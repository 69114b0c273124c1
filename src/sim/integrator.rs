use nalgebra::UnitQuaternion;

use super::body::{derivatives, BodyState, MassProperties, Wrench};

// ---------------------------------------------------------------------------
// 6DOF RK4 integrator with constant wrench over the step
// ---------------------------------------------------------------------------

/// Single RK4 step. The wrench comes from one autopilot tick and is held
/// constant over `dt`.
pub fn rk4_step(state: &BodyState, props: &MassProperties, wrench: &Wrench, dt: f64) -> BodyState {
    let k1 = derivatives(state, props, wrench);
    let k2 = derivatives(&state.apply(&k1, dt * 0.5), props, wrench);
    let k3 = derivatives(&state.apply(&k2, dt * 0.5), props, wrench);
    let k4 = derivatives(&state.apply(&k3, dt), props, wrench);

    let new_quat_raw = state.quat.quaternion()
        + (k1.dquat + k2.dquat * 2.0 + k3.dquat * 2.0 + k4.dquat) * (dt / 6.0);

    BodyState {
        time: state.time + dt,
        pos: state.pos + (k1.dpos + 2.0 * k2.dpos + 2.0 * k3.dpos + k4.dpos) * (dt / 6.0),
        vel: state.vel + (k1.dvel + 2.0 * k2.dvel + 2.0 * k3.dvel + k4.dvel) * (dt / 6.0),
        quat: UnitQuaternion::new_normalize(new_quat_raw),
        omega: state.omega
            + (k1.domega + 2.0 * k2.domega + 2.0 * k3.domega + k4.domega) * (dt / 6.0),
    }
}
pub mod airframe;
pub mod gains;

pub use airframe::{Airframe, AirframeBuilder, RotorOffsets};
pub use gains::{ControlGains, InitialRotorSpeed};
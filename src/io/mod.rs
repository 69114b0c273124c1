pub mod messages;
pub mod telemetry;
pub mod csv;
pub mod json;

pub use messages::{inbox, Inbound, Inbox, InboxSender, RemoteCommand, Stamp};
pub use telemetry::{ChannelSink, JsonLinesSink, Telemetry, TelemetrySink};
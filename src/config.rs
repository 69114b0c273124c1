//! Vehicle configuration.
//!
//! One immutable [`VehicleConfig`] carries everything the autopilot needs to
//! know about a vehicle: airframe constants, controller gains and the timing
//! of the periodic work. It is loaded from TOML or taken from a preset.

use std::path::Path;

use serde::{Deserialize, Serialize};

use crate::error::{Error, Result};
use crate::vehicle::{airframe, gains, Airframe, ControlGains};

/// Periods and limits of the work done around the control loop.
#[derive(Debug, Clone, Copy, PartialEq, Serialize, Deserialize)]
#[serde(default)]
pub struct Timing {
    /// Telemetry publication period, s
    pub telemetry_period: f64,
    /// Inbound message poll period, s
    pub inbound_period: f64,
    /// How far ahead of `now` the navigator samples the route, s
    pub lookahead: f64,
    /// Validity of each navigator command, s
    pub command_duration: f64,
    /// Componentwise bound on remote velocity / yaw-rate commands
    pub remote_limit: f64,
}

impl Default for Timing {
    fn default() -> Self {
        Self {
            telemetry_period: 1.0,
            inbound_period: 2.0,
            lookahead: 0.1,
            command_duration: 1.0,
            remote_limit: 4.0,
        }
    }
}

impl Timing {
    fn validate(&self) -> Result<()> {
        let positive = [
            ("telemetry_period", self.telemetry_period),
            ("inbound_period", self.inbound_period),
            ("command_duration", self.command_duration),
            ("remote_limit", self.remote_limit),
        ];
        for (name, v) in positive {
            if !(v.is_finite() && v > 0.0) {
                return Err(Error::InvalidConfig(format!("timing.{name} must be > 0, got {v}")));
            }
        }
        if !(self.lookahead.is_finite() && self.lookahead >= 0.0) {
            return Err(Error::InvalidConfig(format!(
                "timing.lookahead must be >= 0, got {}",
                self.lookahead
            )));
        }
        Ok(())
    }
}

/// Complete description of one vehicle.
#[derive(Debug, Clone, PartialEq, Serialize, Deserialize)]
pub struct VehicleConfig {
    pub name: String,
    pub airframe: Airframe,
    pub gains: ControlGains,
    #[serde(default)]
    pub timing: Timing,
}

impl VehicleConfig {
    /// Load and validate a TOML config file.
    pub fn from_file<P: AsRef<Path>>(path: P) -> Result<Self> {
        let content = std::fs::read_to_string(path.as_ref())?;
        let config = Self::from_toml_str(&content)?;
        log::info!("Loaded vehicle config '{}' from {}", config.name, path.as_ref().display());
        Ok(config)
    }

    pub fn from_toml_str(s: &str) -> Result<Self> {
        let config: Self = toml::from_str(s)?;
        config.validate()?;
        Ok(config)
    }

    pub fn to_toml_string(&self) -> Result<String> {
        Ok(toml::to_string_pretty(self)?)
    }

    pub fn validate(&self) -> Result<()> {
        self.airframe.validate()?;
        self.gains.validate()?;
        self.timing.validate()?;
        if self.airframe.hover_speed() > self.airframe.w_max {
            return Err(Error::InvalidConfig(format!(
                "hover speed {:.1} rad/s exceeds w_max {:.1}",
                self.airframe.hover_speed(),
                self.airframe.w_max
            )));
        }
        Ok(())
    }

    /// Minidrone flying flight plans: wide integral clamp, rotors start at
    /// hover speed.
    pub fn minidrone() -> Self {
        Self {
            name: "minidrone".into(),
            airframe: airframe::presets::minidrone(),
            gains: gains::presets::minidrone(),
            timing: Timing::default(),
        }
    }

    /// Same airframe driven by the bare velocity autopilot: tight integral
    /// clamp, rotors start from rest.
    pub fn dc_autopilot() -> Self {
        Self {
            name: "dc-autopilot".into(),
            airframe: airframe::presets::minidrone(),
            gains: gains::presets::dc_autopilot(),
            timing: Timing::default(),
        }
    }
}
- - -
:: DESCRIPTION OF THE TASK ::
Copy out all of the records shown above exactly.

:: WRITTEN RESPONSE ::
repository 69114b0c273124c1
filename src/sim/integrator.rs
use nalgebra::UnitQuaternion;

use super::body::{derivatives, BodyState, MassProperties, Wrench};

// ---------------------------------------------------------------------------
// 6DOF RK4 integrator with constant wrench over the step
// ---------------------------------------------------------------------------

/// Single RK4 step. The wrench comes from one autopilot tick and is held
/// constant over `dt`.
pub fn rk4_step(state: &BodyState, props: &MassProperties, wrench: &Wrench, dt: f64) -> BodyState {
    let k1 = derivatives(state, props, wrench);
    let k2 = derivatives(&state.apply(&k1, dt * 0.5), props, wrench);
    let k3 = derivatives(&state.apply(&k2, dt * 0.5), props, wrench);
    let k4 = derivatives(&state.apply(&k3, dt), props, wrench);

    let new_quat_raw = state.quat.quaternion()
        + (k1.dquat + k2.dquat * 2.0 + k3.dquat * 2.0 + k4.dquat) * (dt / 6.0);

    BodyState {
        time: state.time + dt,
        pos: state.pos + (k1.dpos + 2.0 * k2.dpos + 2.0 * k3.dpos + k4.dpos) * (dt / 6.0),
        vel: state.vel + (k1.dvel + 2.0 * k2.dvel + 2.0 * k3.dvel + k4.dvel) * (dt / 6.0),
        quat: UnitQuaternion::new_normalize(new_quat_raw),
        omega: state.omega
            + (k1.domega + 2.0 * k2.domega + 2.0 * k3.domega + k4.domega) * (dt / 6.0),
    }
}
pub mod airframe;
pub mod gains;

pub use airframe::{Airframe, AirframeBuilder, RotorOffsets};
pub use gains::{ControlGains, InitialRotorSpeed};
filename src/io/mod.rs
repository 69114b0c273124c1
pub mod messages;
pub mod telemetry;
pub mod csv;
pub mod json;

pub use messages::{inbox, Inbound, Inbox, InboxSender, RemoteCommand, Stamp};
pub use telemetry::{ChannelSink, JsonLinesSink, Telemetry, TelemetrySink};
filename src/config.rs
repository 69114b0c273124c1
//! Vehicle configuration.
//!
//! One immutable [`VehicleConfig`] carries everything the autopilot needs to
//! know about a vehicle: airframe constants, controller gains and the timing
//! of the periodic work. It is loaded from TOML or taken from a preset.

use std::path::Path;

use serde::{Deserialize, Serialize};

use crate::error::{Error, Result};
use crate::vehicle::{airframe, gains, Airframe, ControlGains};

/// Periods and limits of the work done around the control loop.
#[derive(Debug, Clone, Copy, PartialEq, Serialize, Deserialize)]
#[serde(default)]
pub struct Timing {
    /// Telemetry publication period, s
    pub telemetry_period: f64,
    /// Inbound message poll period, s
    pub inbound_period: f64,
    /// How far ahead of `now` the navigator samples the route, s
    pub lookahead: f64,
    /// Validity of each navigator command, s
    pub command_duration: f64,
    /// Componentwise bound on remote velocity / yaw-rate commands
    pub remote_limit: f64,
}

impl Default for Timing {
    fn default() -> Self {
        Self {
            telemetry_period: 1.0,
            inbound_period: 2.0,
            lookahead: 0.1,
            command_duration: 1.0,
            remote_limit: 4.0,
        }
    }
}

impl Timing {
    fn validate(&self) -> Result<()> {
        let positive = [
            ("telemetry_period", self.telemetry_period),
            ("inbound_period", self.inbound_period),
            ("command_duration", self.command_duration),
            ("remote_limit", self.remote_limit),
        ];
        for (name, v) in positive {
            if !(v.is_finite() && v > 0.0) {
                return Err(Error::InvalidConfig(format!("timing.{name} must be > 0, got {v}")));
            }
        }
        if !(self.lookahead.is_finite() && self.lookahead >= 0.0) {
            return Err(Error::InvalidConfig(format!(
                "timing.lookahead must be >= 0, got {}",
                self.lookahead
            )));
        }
        Ok(())
    }
}

/// Complete description of one vehicle.
#[derive(Debug, Clone, PartialEq, Serialize, Deserialize)]
pub struct VehicleConfig {
    pub name: String,
    pub airframe: Airframe,
    pub gains: ControlGains,
    #[serde(default)]
    pub timing: Timing,
}

impl VehicleConfig {
    /// Load and validate a TOML config file.
    pub fn from_file<P: AsRef<Path>>(path: P) -> Result<Self> {
        let content = std::fs::read_to_string(path.as_ref())?;
        let config = Self::from_toml_str(&content)?;
        log::info!("Loaded vehicle config '{}' from {}", config.name, path.as_ref().display());
        Ok(config)
    }

    pub fn from_toml_str(s: &str) -> Result<Self> {
        let config: Self = toml::from_str(s)?;
        config.validate()?;
        Ok(config)
    }

    pub fn to_toml_string(&self) -> Result<String> {
        Ok(toml::to_string_pretty(self)?)
    }

    pub fn validate(&self) -> Result<()> {
        self.airframe.validate()?;
        self.gains.validate()?;
        self.timing.validate()?;
        if self.airframe.hover_speed() > self.airframe.w_max {
            return Err(Error::InvalidConfig(format!(
                "hover speed {:.1} rad/s exceeds w_max {:.1}",
                self.airframe.hover_speed(),
                self.airframe.w_max
            )));
        }
        Ok(())
    }

    /// Minidrone flying flight plans: wide integral clamp, rotors start at
    /// hover speed.
    pub fn minidrone() -> Self {
        Self {
            name: "minidrone".into(),
            airframe: airframe::presets::minidrone(),
            gains: gains::presets::minidrone(),
            timing: Timing::default(),
        }
    }

    /// Same airframe driven by the bare velocity autopilot: tight integral
    /// clamp, rotors start from rest.
    pub fn dc_autopilot() -> Self {
        Self {
            name: "dc-autopilot".into(),
            airframe: airframe::presets::minidrone(),
            gains: gains::presets::dc_autopilot(),
            timing: Timing::default(),
        }
    }
}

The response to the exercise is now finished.